Instructions for the task: What you return must match the listing below word for word.

Working data:
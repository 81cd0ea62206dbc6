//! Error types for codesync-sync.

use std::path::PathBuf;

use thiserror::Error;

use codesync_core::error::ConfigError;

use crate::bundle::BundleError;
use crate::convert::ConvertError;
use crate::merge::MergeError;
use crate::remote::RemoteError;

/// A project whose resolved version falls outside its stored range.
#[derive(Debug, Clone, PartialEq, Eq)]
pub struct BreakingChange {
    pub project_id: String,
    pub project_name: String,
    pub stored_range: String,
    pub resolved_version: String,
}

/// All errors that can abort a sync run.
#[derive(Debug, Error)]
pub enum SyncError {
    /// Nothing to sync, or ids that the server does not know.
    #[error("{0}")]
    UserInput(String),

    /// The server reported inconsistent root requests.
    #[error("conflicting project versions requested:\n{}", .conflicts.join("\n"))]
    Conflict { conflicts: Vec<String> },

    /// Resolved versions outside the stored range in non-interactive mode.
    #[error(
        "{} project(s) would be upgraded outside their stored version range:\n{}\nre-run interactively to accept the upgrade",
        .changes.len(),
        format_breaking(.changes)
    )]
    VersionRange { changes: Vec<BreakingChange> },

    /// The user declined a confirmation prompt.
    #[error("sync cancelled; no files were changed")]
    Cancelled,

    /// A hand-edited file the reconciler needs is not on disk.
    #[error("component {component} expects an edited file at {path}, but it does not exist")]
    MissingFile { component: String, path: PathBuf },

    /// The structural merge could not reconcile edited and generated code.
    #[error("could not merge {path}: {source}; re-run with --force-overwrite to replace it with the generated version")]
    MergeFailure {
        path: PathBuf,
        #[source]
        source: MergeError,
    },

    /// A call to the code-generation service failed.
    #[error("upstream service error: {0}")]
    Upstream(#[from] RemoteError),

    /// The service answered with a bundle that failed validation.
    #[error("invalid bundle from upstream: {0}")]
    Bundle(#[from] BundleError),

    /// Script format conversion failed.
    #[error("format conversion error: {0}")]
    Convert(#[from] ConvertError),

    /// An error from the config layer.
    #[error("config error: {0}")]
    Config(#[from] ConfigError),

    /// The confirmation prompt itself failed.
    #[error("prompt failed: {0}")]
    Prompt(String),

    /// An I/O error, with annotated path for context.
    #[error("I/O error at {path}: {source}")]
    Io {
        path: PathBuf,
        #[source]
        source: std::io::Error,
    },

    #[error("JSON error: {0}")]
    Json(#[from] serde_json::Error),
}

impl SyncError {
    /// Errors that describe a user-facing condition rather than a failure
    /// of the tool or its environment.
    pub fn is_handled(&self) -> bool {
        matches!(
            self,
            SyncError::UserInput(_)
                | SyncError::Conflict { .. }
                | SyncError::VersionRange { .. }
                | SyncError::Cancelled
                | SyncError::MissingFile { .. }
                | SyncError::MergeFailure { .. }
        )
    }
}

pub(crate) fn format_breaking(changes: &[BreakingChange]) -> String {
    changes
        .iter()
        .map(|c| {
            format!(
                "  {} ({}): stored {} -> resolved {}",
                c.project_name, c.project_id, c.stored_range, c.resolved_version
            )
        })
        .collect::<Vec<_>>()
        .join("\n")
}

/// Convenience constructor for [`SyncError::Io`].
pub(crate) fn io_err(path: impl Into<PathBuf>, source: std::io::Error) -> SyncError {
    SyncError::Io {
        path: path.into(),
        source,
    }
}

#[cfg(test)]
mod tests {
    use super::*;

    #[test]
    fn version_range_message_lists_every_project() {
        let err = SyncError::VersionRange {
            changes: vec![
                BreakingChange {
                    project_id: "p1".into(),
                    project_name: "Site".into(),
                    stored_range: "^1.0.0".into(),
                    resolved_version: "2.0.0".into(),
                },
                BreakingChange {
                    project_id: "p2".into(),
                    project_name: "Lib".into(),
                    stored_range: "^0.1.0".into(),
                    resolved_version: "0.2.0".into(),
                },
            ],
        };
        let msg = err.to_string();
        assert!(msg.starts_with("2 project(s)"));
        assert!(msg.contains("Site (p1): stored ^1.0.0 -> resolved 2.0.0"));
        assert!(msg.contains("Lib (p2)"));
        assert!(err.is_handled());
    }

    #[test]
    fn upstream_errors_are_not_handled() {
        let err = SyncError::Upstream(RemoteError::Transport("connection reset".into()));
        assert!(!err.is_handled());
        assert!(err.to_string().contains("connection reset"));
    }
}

Response:
repository 81cd0ea62206dbc6
//! Error types for codesync-sync.

use std::path::PathBuf;

use thiserror::Error;

use codesync_core::error::ConfigError;

use crate::bundle::BundleError;
use crate::convert::ConvertError;
use crate::merge::MergeError;
use crate::remote::RemoteError;

/// A project whose resolved version falls outside its stored range.
#[derive(Debug, Clone, PartialEq, Eq)]
pub struct BreakingChange {
    pub project_id: String,
    pub project_name: String,
    pub stored_range: String,
    pub resolved_version: String,
}

/// All errors that can abort a sync run.
#[derive(Debug, Error)]
pub enum SyncError {
    /// Nothing to sync, or ids that the server does not know.
    #[error("{0}")]
    UserInput(String),

    /// The server reported inconsistent root requests.
    #[error("conflicting project versions requested:\n{}", .conflicts.join("\n"))]
    Conflict { conflicts: Vec<String> },

    /// Resolved versions outside the stored range in non-interactive mode.
    #[error(
        "{} project(s) would be upgraded outside their stored version range:\n{}\nre-run interactively to accept the upgrade",
        .changes.len(),
        format_breaking(.changes)
    )]
    VersionRange { changes: Vec<BreakingChange> },

    /// The user declined a confirmation prompt.
    #[error("sync cancelled; no files were changed")]
    Cancelled,

    /// A hand-edited file the reconciler needs is not on disk.
    #[error("component {component} expects an edited file at {path}, but it does not exist")]
    MissingFile { component: String, path: PathBuf },

    /// The structural merge could not reconcile edited and generated code.
    #[error("could not merge {path}: {source}; re-run with --force-overwrite to replace it with the generated version")]
    MergeFailure {
        path: PathBuf,
        #[source]
        source: MergeError,
    },

    /// A call to the code-generation service failed.
    #[error("upstream service error: {0}")]
    Upstream(#[from] RemoteError),

    /// The service answered with a bundle that failed validation.
    #[error("invalid bundle from upstream: {0}")]
    Bundle(#[from] BundleError),

    /// Script format conversion failed.
    #[error("format conversion error: {0}")]
    Convert(#[from] ConvertError),

    /// An error from the config layer.
    #[error("config error: {0}")]
    Config(#[from] ConfigError),

    /// The confirmation prompt itself failed.
    #[error("prompt failed: {0}")]
    Prompt(String),

    /// An I/O error, with annotated path for context.
    #[error("I/O error at {path}: {source}")]
    Io {
        path: PathBuf,
        #[source]
        source: std::io::Error,
    },

    #[error("JSON error: {0}")]
    Json(#[from] serde_json::Error),
}

impl SyncError {
    /// Errors that describe a user-facing condition rather than a failure
    /// of the tool or its environment.
    pub fn is_handled(&self) -> bool {
        matches!(
            self,
            SyncError::UserInput(_)
                | SyncError::Conflict { .. }
                | SyncError::VersionRange { .. }
                | SyncError::Cancelled
                | SyncError::MissingFile { .. }
                | SyncError::MergeFailure { .. }
        )
    }
}

pub(crate) fn format_breaking(changes: &[BreakingChange]) -> String {
    changes
        .iter()
        .map(|c| {
            format!(
                "  {} ({}): stored {} -> resolved {}",
                c.project_name, c.project_id, c.stored_range, c.resolved_version
            )
        })
        .collect::<Vec<_>>()
        .join("\n")
}

/// Convenience constructor for [`SyncError::Io`].
pub(crate) fn io_err(path: impl Into<PathBuf>, source: std::io::Error) -> SyncError {
    SyncError::Io {
        path: path.into(),
        source,
    }
}

#[cfg(test)]
mod tests {
    use super::*;

    #[test]
    fn version_range_message_lists_every_project() {
        let err = SyncError::VersionRange {
            changes: vec![
                BreakingChange {
                    project_id: "p1".into(),
                    project_name: "Site".into(),
                    stored_range: "^1.0.0".into(),
                    resolved_version: "2.0.0".into(),
                },
                BreakingChange {
                    project_id: "p2".into(),
                    project_name: "Lib".into(),
                    stored_range: "^0.1.0".into(),
                    resolved_version: "0.2.0".into(),
                },
            ],
        };
        let msg = err.to_string();
        assert!(msg.starts_with("2 project(s)"));
        assert!(msg.contains("Site (p1): stored ^1.0.0 -> resolved 2.0.0"));
        assert!(msg.contains("Lib (p2)"));
        assert!(err.is_handled());
    }

    #[test]
    fn upstream_errors_are_not_handled() {
        let err = SyncError::Upstream(RemoteError::Transport("connection reset".into()));
        assert!(!err.is_handled());
        assert!(err.to_string().contains("connection reset"));
    }
}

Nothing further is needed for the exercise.